A Candy Potato Breakfast Porridge Recipe With Bonus Vitamins



It is additional full of Ayurvedic spices similar to cinnamon, cardamom, and nutmeg—all of which comprise anti-inflammatory properties, amongst different advantages.* Cinnamon also can assist promote wholesome blood sugar ranges (I recommend reaching for Ceylon cinnamon, if doable).*

Lastly, there’s the pièce de résistance of my recipe variation: mindbodygreen’s natural veggies+. This greens powder is full of USDA-certified natural fruits and veggies, together with carrots, broccoli, spinach, kale, alfalfa sprouts, beetroot, strawberries, raspberries, blueberries, açai, and acerola cherry extract (simply to call a number of).

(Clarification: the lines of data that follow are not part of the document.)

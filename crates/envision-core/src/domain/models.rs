use serde::{Deserialize, Serialize};

/// Single headline KPI value.
#[derive(Debug, Clone, PartialEq, Serialize, Deserialize)]
pub struct KpiBlock {
    pub value: f64,
    #[serde(default, skip_serializing_if = "Option::is_none")]
    pub unit: Option<String>,
    /// Percent change against the previous period, as computed by the backend.
    #[serde(default, skip_serializing_if = "Option::is_none")]
    pub delta: Option<f64>,
    #[serde(default, skip_serializing_if = "Option::is_none")]
    pub period: Option<String>,
}

#[derive(Debug, Clone, Copy, PartialEq, Eq, Serialize, Deserialize)]
#[serde(rename_all = "kebab-case")]
pub enum SystemStatus {
    Stable,
    AtRisk,
    Critical,
}

#[derive(Debug, Clone, Copy, PartialEq, Eq, Serialize, Deserialize)]
#[serde(rename_all = "kebab-case")]
pub enum SustainabilityStatus {
    OnTrack,
    Deviating,
    Exceeding,
}

/// Aggregate KPI block served by `/dashboard/kpis`.
#[derive(Debug, Clone, PartialEq, Serialize, Deserialize)]
#[serde(rename_all = "camelCase")]
pub struct DashboardKpis {
    pub total_energy_consumption: KpiBlock,
    #[serde(default, skip_serializing_if = "Option::is_none")]
    pub energy_cost: Option<KpiBlock>,
    #[serde(default, skip_serializing_if = "Option::is_none")]
    pub energy_saved: Option<KpiBlock>,
    pub over_consumption_percent: KpiBlock,
    pub co2_emissions: KpiBlock,
    #[serde(default, skip_serializing_if = "Option::is_none")]
    pub avg_consumption: Option<f64>,
    #[serde(default, skip_serializing_if = "Option::is_none")]
    pub peak_consumption: Option<f64>,
    #[serde(default, skip_serializing_if = "Option::is_none")]
    pub baseline_comparison: Option<f64>,
    #[serde(default, skip_serializing_if = "Option::is_none")]
    pub system_status: Option<SystemStatus>,
    #[serde(default, skip_serializing_if = "Option::is_none")]
    pub sustainability_status: Option<SustainabilityStatus>,
    #[serde(default, skip_serializing_if = "Option::is_none")]
    pub last_ingestion_timestamp: Option<String>,
}

#[derive(Debug, Clone, PartialEq, Serialize, Deserialize)]
pub struct EnergyTrendPoint {
    pub date: String,
    pub actual: f64,
    #[serde(default, skip_serializing_if = "Option::is_none")]
    pub baseline: Option<f64>,
}

#[derive(Debug, Clone, PartialEq, Serialize, Deserialize)]
pub struct DeviationPoint {
    pub date: String,
    pub deviation: f64,
}

/// Zones are identified by name or by numeric department id depending on the backend
/// revision.
#[derive(Debug, Clone, PartialEq, Eq, Serialize, Deserialize)]
#[serde(untagged)]
pub enum ZoneId {
    Number(i64),
    Name(String),
}

#[derive(Debug, Clone, PartialEq, Serialize, Deserialize)]
#[serde(rename_all = "camelCase")]
pub struct ZoneDeviation {
    pub zone: ZoneId,
    pub deviation: f64,
    #[serde(default, skip_serializing_if = "Option::is_none")]
    pub actual: Option<f64>,
    #[serde(default, skip_serializing_if = "Option::is_none")]
    pub baseline: Option<f64>,
    #[serde(default, skip_serializing_if = "Option::is_none")]
    pub deviation_percent: Option<f64>,
}

#[derive(Debug, Clone, Copy, PartialEq, Eq, PartialOrd, Ord, Serialize, Deserialize)]
#[serde(rename_all = "lowercase")]
pub enum Severity {
    Low,
    Medium,
    High,
    Critical,
}

impl Severity {
    pub const NAMES: &'static [&'static str] = &["low", "medium", "high", "critical"];
}

#[derive(Debug, Clone, PartialEq, Serialize, Deserialize)]
#[serde(rename_all = "camelCase")]
pub struct AnomalyRecord {
    #[serde(default, skip_serializing_if = "Option::is_none")]
    pub id: Option<String>,
    pub timestamp: String,
    #[serde(default, skip_serializing_if = "Option::is_none")]
    pub value: Option<f64>,
    pub severity: Severity,
    pub description: String,
    #[serde(default, skip_serializing_if = "Option::is_none")]
    pub impact: Option<String>,
    #[serde(default, skip_serializing_if = "Option::is_none")]
    pub affected_system: Option<String>,
    #[serde(default, skip_serializing_if = "Option::is_none")]
    pub time_window: Option<String>,
    #[serde(default, skip_serializing_if = "Option::is_none")]
    pub energy_impact: Option<f64>,
    #[serde(default, skip_serializing_if = "Option::is_none")]
    pub explanation: Option<String>,
    #[serde(default, skip_serializing_if = "Option::is_none")]
    pub model: Option<String>,
}

#[derive(Debug, Clone, PartialEq, Serialize, Deserialize)]
pub struct ForecastPoint {
    pub forecast_date: String,
    pub predicted_kwh: f64,
    pub is_forecast: bool,
    #[serde(default, skip_serializing_if = "Option::is_none")]
    pub lower_bound: Option<f64>,
    #[serde(default, skip_serializing_if = "Option::is_none")]
    pub upper_bound: Option<f64>,
}

/// Body of `/dashboard/forecast`; only `values` is handed to callers.
#[derive(Debug, Clone, PartialEq, Serialize, Deserialize)]
pub struct ForecastResponse {
    #[serde(default, skip_serializing_if = "Option::is_none")]
    pub model: Option<String>,
    #[serde(default, skip_serializing_if = "Option::is_none")]
    pub horizon_days: Option<u32>,
    pub values: Vec<ForecastPoint>,
}

#[derive(Debug, Clone, PartialEq, Serialize, Deserialize)]
#[serde(rename_all = "camelCase")]
pub struct CarbonMetrics {
    pub total_emissions: f64,
    pub delta: f64,
    #[serde(default, skip_serializing_if = "Option::is_none")]
    pub unit: Option<String>,
    #[serde(default, skip_serializing_if = "Option::is_none")]
    pub period: Option<String>,
}

#[derive(Debug, Clone, PartialEq, Serialize, Deserialize)]
pub struct CarbonBreakdownItem {
    pub source: String,
    pub value: f64,
    #[serde(default, skip_serializing_if = "Option::is_none")]
    pub scope: Option<String>,
    #[serde(default, skip_serializing_if = "Option::is_none")]
    pub percentage: Option<f64>,
}

/// Backend-generated insight. Older revisions send `title`/`description`, newer ones
/// `type`/`message`; both shapes are accepted.
#[derive(Debug, Clone, PartialEq, Serialize, Deserialize)]
pub struct AiInsight {
    #[serde(default, skip_serializing_if = "Option::is_none")]
    pub id: Option<String>,
    #[serde(rename = "type", default, skip_serializing_if = "Option::is_none")]
    pub kind: Option<String>,
    #[serde(default, skip_serializing_if = "Option::is_none")]
    pub title: Option<String>,
    #[serde(default, skip_serializing_if = "Option::is_none")]
    pub message: Option<String>,
    #[serde(default, skip_serializing_if = "Option::is_none")]
    pub description: Option<String>,
    pub timestamp: String,
    pub severity: Severity,
}

#[derive(Debug, Clone, PartialEq, Serialize, Deserialize)]
pub struct Recommendation {
    #[serde(default, skip_serializing_if = "Option::is_none")]
    pub id: Option<String>,
    pub severity: Severity,
    #[serde(default, skip_serializing_if = "Option::is_none")]
    pub category: Option<String>,
    pub title: String,
    pub description: String,
    #[serde(default, skip_serializing_if = "Option::is_none")]
    pub impact: Option<String>,
    #[serde(default, skip_serializing_if = "Option::is_none")]
    pub why: Option<String>,
}

#[derive(Debug, Clone, PartialEq, Serialize, Deserialize)]
pub struct CostMetrics {
    pub total_cost: f64,
    pub electricity_cost: f64,
    pub gas_cost: f64,
    pub previous_cost: f64,
    pub current_cost: f64,
    pub previous_month: String,
    pub current_month: String,
    pub cost_change_percent: f64,
}

#[derive(Debug, Clone, PartialEq, Serialize, Deserialize)]
pub struct UsagePoint {
    pub date: String,
    pub value: f64,
}

#[derive(Debug, Clone, PartialEq, Serialize, Deserialize)]
pub struct EnergyIntensity {
    pub intensity: f64,
    pub current_usage: f64,
    pub predicted_usage: f64,
    pub usage_history: Vec<UsagePoint>,
    pub carbon_till_date: f64,
    pub carbon_predicted: f64,
    pub green_energy_percent: f64,
}

#[derive(Debug, Clone, PartialEq, Serialize, Deserialize)]
#[serde(rename_all = "camelCase")]
pub struct ActiveAppliance {
    pub name: String,
    pub usage: f64,
    #[serde(default, skip_serializing_if = "Option::is_none")]
    pub max_usage: Option<f64>,
}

Plus, it comprises vegan digestive enzymes, together with prebiotics and probiotics, to assist help regularity.* 

Beneath, I’ve summed up my Ayurvedic-inspired candy potato breakfast porridge recipe. This scrumptious, hearty dish fairly actually retains me feeling satiated for hours—actually, longer than my trusty bowl of oatmeal ever did. Despite the fact that my Whole30 expertise is over and I’ve launched grains again into my food plan, this tasty, soothing dish has cemented itself as a everlasting a part of my breakfast repertoire.